==== AVAILABLE RECORDS
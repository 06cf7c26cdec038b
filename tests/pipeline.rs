#![expect(clippy::unwrap_used)] // test code OK

use pretty_assertions::assert_eq;
use std::io;
use tapelisp::alpha::{Direction, Family, MacroToken};
use tapelisp::tape::Memory;
use tapelisp::{Dialect, Error, compile, compile_and_run, is_syntactically_complete};

fn run(dialect: Dialect, source: &str, memory: &mut Memory) -> Result<String, Error> {
    compile_and_run(dialect, source, memory, 0, &mut io::empty(), &mut io::sink())
}

#[test]
fn scenario_output_prints_current_cell() {
    let mut memory = Memory::new();
    memory.set_current(65);
    let mut written = Vec::new();
    let output = compile_and_run(
        Dialect::Beta,
        "(output)",
        &mut memory,
        0,
        &mut io::empty(),
        &mut written,
    )
    .unwrap();

    assert_eq!(output, "A");
    assert_eq!(written, b"A");
}

#[test]
fn scenario_set_add_then_read_destination() {
    let mut memory = Memory::new();
    let output = run(
        Dialect::Beta,
        "(progn (set-to 3) (add!-relative 2) (output))",
        &mut memory,
    )
    .unwrap();

    assert_eq!(output, "\0");
    assert_eq!(memory.get(0), Some(0));
    assert_eq!(memory.get(2), Some(3));
    assert_eq!(memory.pointer(), 0);

    let output = run(Dialect::Beta, "(progn (> 2) (output))", &mut memory).unwrap();
    assert_eq!(output, "\u{3}");
    assert_eq!(memory.pointer(), 2);
}

#[test]
fn scenario_nested_head_is_unknown_function() {
    let mut memory = Memory::new();
    let mut written = Vec::new();
    let result = compile_and_run(
        Dialect::Beta,
        "((output) (output))",
        &mut memory,
        0,
        &mut io::empty(),
        &mut written,
    );

    assert_eq!(result, Err(Error::UnknownFunction("(output)".into())));
    assert!(written.is_empty());
    assert_eq!(memory, Memory::new());
}

#[test]
fn scenario_unclosed_loop_fails_before_output() {
    for source in ["[", ".[", "+.["] {
        let mut memory = Memory::new();
        let mut written = Vec::new();
        let result = compile_and_run(
            Dialect::Base,
            source,
            &mut memory,
            0,
            &mut io::empty(),
            &mut written,
        );

        assert!(
            matches!(
                result,
                Err(Error::UnmatchedDelimiter { delimiter: '[', .. })
            ),
            "{source:?}: {result:?}"
        );
        assert!(written.is_empty(), "{source:?}");
    }
}

/// Run one family token from `origin` holding `value`, with `prior` at the
/// destination cell.
fn relative_effect(
    family: Family,
    direction: Direction,
    magnitude: u32,
    value: u32,
    prior: u32,
) -> (Memory, usize) {
    let origin = 5;
    let destination = match direction {
        Direction::Forward => origin + magnitude as usize,
        Direction::Backward => origin - magnitude as usize,
    };
    let token = MacroToken::Family {
        family,
        direction,
        magnitude,
    };

    let mut memory = Memory::with_size(16);
    memory.set_pointer(origin);
    memory.set(origin, value);
    memory.set(destination, prior);
    run(Dialect::Alpha, &token.to_string(), &mut memory).unwrap();
    assert_eq!(memory.pointer(), origin, "{token} moved the cursor");
    (memory, destination)
}

#[test]
fn test_relative_families() {
    let origin = 5;
    for direction in [Direction::Forward, Direction::Backward] {
        for magnitude in 1..=4 {
            let (memory, dest) = relative_effect(Family::Add, direction, magnitude, 7, 2);
            assert_eq!(memory.get(dest), Some(9), "add {direction:?} {magnitude}");
            assert_eq!(memory.get(origin), Some(0));

            let (memory, dest) = relative_effect(Family::Sub, direction, magnitude, 7, 10);
            assert_eq!(memory.get(dest), Some(3), "sub {direction:?} {magnitude}");
            assert_eq!(memory.get(origin), Some(0));

            // Subtraction wraps below zero
            let (memory, dest) = relative_effect(Family::Sub, direction, magnitude, 1, 0);
            assert_eq!(memory.get(dest), Some(u32::MAX));

            let (memory, dest) = relative_effect(Family::Move, direction, magnitude, 7, 40);
            assert_eq!(memory.get(dest), Some(7), "move {direction:?} {magnitude}");
            assert_eq!(memory.get(origin), Some(0));
        }
    }
}

#[test]
fn test_relative_families_leave_other_cells() {
    let (memory, dest) = relative_effect(Family::Move, Direction::Forward, 2, 4, 9);
    for (i, &cell) in memory.cells().iter().enumerate() {
        if i != dest {
            assert_eq!(cell, 0, "cell {i}");
        }
    }
}

#[test]
fn test_dialects_agree() {
    let programs = [
        (Dialect::Base, "[-]+++[->>+<<]>>."),
        (Dialect::Alpha, "=3 af2 >2 ."),
        (
            Dialect::Beta,
            "(progn (set-to 3) (add!-relative 2) (> 2) (output))",
        ),
    ];
    for (dialect, source) in programs {
        let mut memory = Memory::new();
        assert_eq!(run(dialect, source, &mut memory).unwrap(), "\u{3}", "{dialect:?}");
        assert_eq!(memory.get(2), Some(3));
    }
}

#[test]
fn test_compile_lowers_to_base_only() {
    let code = compile(
        Dialect::Beta,
        "(progn (set-to 2) (while-n-0 (- 1) (move-relative -1)) (sub!-relative 3))",
    )
    .unwrap();
    assert!(code.chars().all(|c| "+-<>[],.".contains(c)), "{code}");
    assert_eq!(compile(Dialect::Base, "+ comment .").unwrap(), "+ comment .");
}

#[test]
fn test_input_echo() {
    let mut memory = Memory::new();
    let output = compile_and_run(
        Dialect::Beta,
        "(progn (input) (output) (> 1) (input) (output))",
        &mut memory,
        0,
        &mut "ok".as_bytes(),
        &mut io::sink(),
    )
    .unwrap();
    assert_eq!(output, "ok");

    let result = run(Dialect::Beta, "(input)", &mut Memory::new());
    assert_eq!(result, Err(Error::InputExhausted));
}

#[test]
fn test_syntactic_completeness() {
    let cases = [
        (Dialect::Base, "+[->+<]", true),
        (Dialect::Base, "+[->+<", false),
        (Dialect::Alpha, "=3 [ af1", false),
        (Dialect::Alpha, "(not a delimiter here", true),
        (Dialect::Beta, "(progn (output)", false),
        (Dialect::Beta, "(progn (output))", true),
        (Dialect::Beta, "[", true),
        (Dialect::Beta, "", true),
    ];
    for (dialect, text, expected) in cases {
        assert_eq!(
            is_syntactically_complete(dialect, text),
            expected,
            "{dialect:?} {text:?}"
        );
    }
}

#[test]
fn test_dialect_from_extension() {
    let cases = [
        ("bf", Some(Dialect::Base)),
        ("bfa", Some(Dialect::Alpha)),
        ("bfb", Some(Dialect::Beta)),
        ("rs", None),
        ("", None),
    ];
    for (ext, expected) in cases {
        assert_eq!(Dialect::from_extension(ext), expected, "{ext:?}");
    }
}

#[test]
fn test_errors_leave_memory_usable() {
    let mut memory = Memory::new();
    run(Dialect::Beta, "(set-to 9)", &mut memory).unwrap();
    assert!(run(Dialect::Beta, "(bogus)", &mut memory).is_err());
    assert!(run(Dialect::Base, "]", &mut memory).is_err());
    assert_eq!(memory.current(), 9);

    run(Dialect::Alpha, "+", &mut memory).unwrap();
    assert_eq!(memory.current(), 10);
}

#[test]
fn test_encoded_programs_run() {
    let mut memory = Memory::new();
    let program = tapelisp::encode::looped("Hello");
    assert_eq!(run(Dialect::Base, &program, &mut memory).unwrap(), "Hello\n");
}

#[test]
fn test_large_set_values_wrap_in_every_dialect() {
    let programs = [
        (Dialect::Alpha, "=4294967297"),
        (Dialect::Beta, "(set-to 4294967297)"),
        (Dialect::Beta, "(progn (set-to 4294967296) (+ 4294967297))"),
    ];
    for (dialect, source) in programs {
        let mut memory = Memory::new();
        memory.set_current(9);
        run(dialect, source, &mut memory).unwrap();
        assert_eq!(memory.current(), 1, "{source}");
    }
}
========
- YOUR GOAL: Within the records above, how many lines include the word "false"? State the number by itself.

- RESULT: 3